La nuit fut tranquille.

Les Brésiliens la passèrent plongés dans un profond sommeil; Diogo, seul, dont l'organisation de fer semblait ne pas connaître la fatigue, veilla sur le salut commun.

Deux heures environ avant le lever du soleil, le batteur d'estrade, expédié par le marquis, rentra au camp.

Il était porteur d'étranges nouvelles: les Indiens avaient disparu sans laisser de traces.

Diogo écouta attentivement le rapport de cet homme; puis, se tournant vers le marquis qui, lui aussi, avait passé la nuit sans que le sommeil vînt clore ses paupières:

«Eh bien? lui demanda-t-il.

– Mais il me semble … répondit le marquis.

– Attendez, interrompit Diogo. Mon ami, dit-il en s'adressant au batteur d'estrade, allez vous reposer, vous devez avoir besoin de réparer vos forces.»

Le Brésilien salua et se retira aussitôt.

«Il est inutile, reprit Diogo, que cet homme entende ce que nous avons à nous dire. Maintenant que nous sommes seuls, parlez, Excellence, je vous écoute.

– Je crois que si ces nouvelles sont vraies, elles sont excellentes.

– Vraies ou fausses, moi, je les trouve exécrables.

– Ah!

– Comprenez-moi bien, Excellence, et persuadez-vous que je possède des Indiens et de leurs mœurs une connaissance trop approfondie pour me tromper.

– Je le reconnais, mon ami, parlez donc, je vous prie.
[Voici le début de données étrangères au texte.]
#![forbid(unsafe_code)]

//! Host-agnostic smooth-scroll engine for the web.
//!
//! Silkscroll decouples the browser's native, instantaneous scroll jumps
//! from a visually eased scroll position and makes that eased value the
//! page's canonical scroll signal. The host (normally `silkscroll-web`
//! driven from JS) forwards DOM events and drives one engine step per
//! animation frame; this crate owns every state machine and stays free of
//! browser types so the whole model tests natively.
//!
//! Design goals:
//! - **Host-driven I/O**: the embedding environment pushes native scroll
//!   offsets, pointer events, and size changes.
//! - **Deterministic time**: the host advances the clock explicitly.
//! - **No blocking / no threads**: suitable for `wasm32-unknown-unknown`.
//!
//! Modules:
//! - [`engine`] — the eased scroll state machine and drag sessions.
//! - [`scrollbar`] — synthetic scrollbar thumb geometry.
//! - [`bus`] — typed broadcast of the eased value to independent consumers.
//! - [`kinetic`] — scroll-driven kinetic typography scrub.
//! - [`reveal`] — once-only reveal triggers and the intro parallax scrub.
//! - [`cursor`] — eased cursor follower and spark trail.

pub mod bus;
pub mod cursor;
pub mod engine;
pub mod kinetic;
pub mod reveal;
pub mod scrollbar;

pub use bus::{ScrollBus, ScrollSignal, SignalRecord, SubscriptionState};
pub use engine::{
    EngineUnavailable, FrameSnapshot, PageGeometry, ScrollConfig, ScrollEngine, ScrollToOptions,
    Viewport,
};
pub use scrollbar::ThumbMetrics;
fn subscription_state_to_js(state: &SubscriptionState) -> JsValue {
    let obj = Object::new();
    let _ = Reflect::set(
        &obj,
        &JsValue::from_str("id"),
        &JsValue::from_f64(f64::from(state.id)),
    );
    let _ = Reflect::set(
        &obj,
        &JsValue::from_str("queueDepth"),
        &JsValue::from_f64(state.queue_depth as f64),
    );
    let _ = Reflect::set(
        &obj,
        &JsValue::from_str("maxBuffered"),
        &JsValue::from_f64(state.max_buffered as f64),
    );
    let _ = Reflect::set(
        &obj,
        &JsValue::from_str("emittedTotal"),
        &JsValue::from_f64(state.emitted_total as f64),
    );
    let _ = Reflect::set(
        &obj,
        &JsValue::from_str("drainedTotal"),
        &JsValue::from_f64(state.drained_total as f64),
    );
    let _ = Reflect::set(
        &obj,
        &JsValue::from_str("droppedTotal"),
        &JsValue::from_f64(state.dropped_total as f64),
    );
    obj.into()
}

fn signal_record_to_js(record: &SignalRecord) -> JsValue {
    let obj = Object::new();
    let _ = Reflect::set(
        &obj,
        &JsValue::from_str("seq"),
        &JsValue::from_f64(record.seq as f64),
    );
    let _ = Reflect::set(
        &obj,
        &JsValue::from_str("scroll"),
        &JsValue::from_f64(record.signal.scroll),
    );
    let _ = Reflect::set(
        &obj,
        &JsValue::from_str("queueDepthAfter"),
        &JsValue::from_f64(f64::from(record.queue_depth_after)),
    );
    let _ = Reflect::set(
        &obj,
        &JsValue::from_str("droppedTotal"),
        &JsValue::from_f64(record.dropped_total as f64),
    );
    obj.into()
}

fn parse_input_event(event: &JsValue) -> Result<InputEvent, JsValue> {
    let kind = get_string(event, "kind")?;
    match kind.as_str() {
        "native_scroll" => Ok(InputEvent::NativeScroll {
            offset: get_f64(event, "offset")?,
        }),
        "pointer" => parse_pointer_event(event),
        "resize" => Ok(InputEvent::Resize {
            viewport_width: get_f64(event, "viewport_width")?,
            viewport_height: get_f64(event, "viewport_height")?,
            track_height: get_f64_opt(event, "track_height")?,
        }),
        "content_resize" => Ok(InputEvent::ContentResize {
            content_height: get_f64(event, "content_height")?,
        }),
        other => Err(JsValue::from_str(&format!("unknown input kind: {other}"))),
    }
}

fn parse_pointer_event(event: &JsValue) -> Result<InputEvent, JsValue> {
    let phase = match get_string(event, "phase")?.as_str() {
        "down" => PointerPhase::Down,
        "move" => PointerPhase::Move,
        "up" => PointerPhase::Up,
        "enter" => PointerPhase::Enter,
        "leave" => PointerPhase::Leave,
        other => {
            return Err(JsValue::from_str(&format!(
                "unknown pointer phase: {other}"
            )));
        }
    };
    let buttons = get_f64_opt(event, "buttons")?.map_or(0u8, |n| {
        if (0.0..=255.0).contains(&n) {
            n as u8
        } else {
            warn!(
                target: "silkscroll_web::input",
                "pointer buttons out of range; treated as none"
            );
            0
        }
    });
    Ok(InputEvent::Pointer(PointerInput {
        phase,
        x: get_f64(event, "x")?,
        y: get_f64(event, "y")?,
        on_thumb: get_bool_opt(event, "on_thumb").unwrap_or(false),
        buttons: PointerButtons::from_bits_truncate_u8(buttons),
    }))
}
– Je croirais, Excellence, manquer à tous mes devoirs, si, au point de vue où nous en sommes arrivés, je ne vous parlais pas avec la plus grande franchise; or, il est évident pour moi que les Indiens vous tendent un piège, les Guaycurus vous ont loyalement averti de vous retirer, ils vous ont laissé la liberté de le faire; à tort ou à raison vous avez méprisé leurs avis et vous vous êtes obstiné à pousser en avant. Je ne discute pas avec vous, remarquez-le bien, Excellence, l'opportunité de cette détermination, je constate un fait, voilà tout.

– Continuez, mon ami.

– Ils ont si peu l'intention de se retirer, qu'ils m'ont expédié, moi, sans savoir naturellement à qui ils s'adressaient, demander des secours à leurs alliés les Payagoas; puis ils vous ont attaqué avec fureur, non pas dans le but de s'emparer de votre camp, ils savaient d'avance qu'ils ne réussiraient pas, mais pour vous réduire dans l'état où vous êtes, c'est-à-dire aux abois, et à cela, vous en conviendrez vous-même, ils ont complètement réussi.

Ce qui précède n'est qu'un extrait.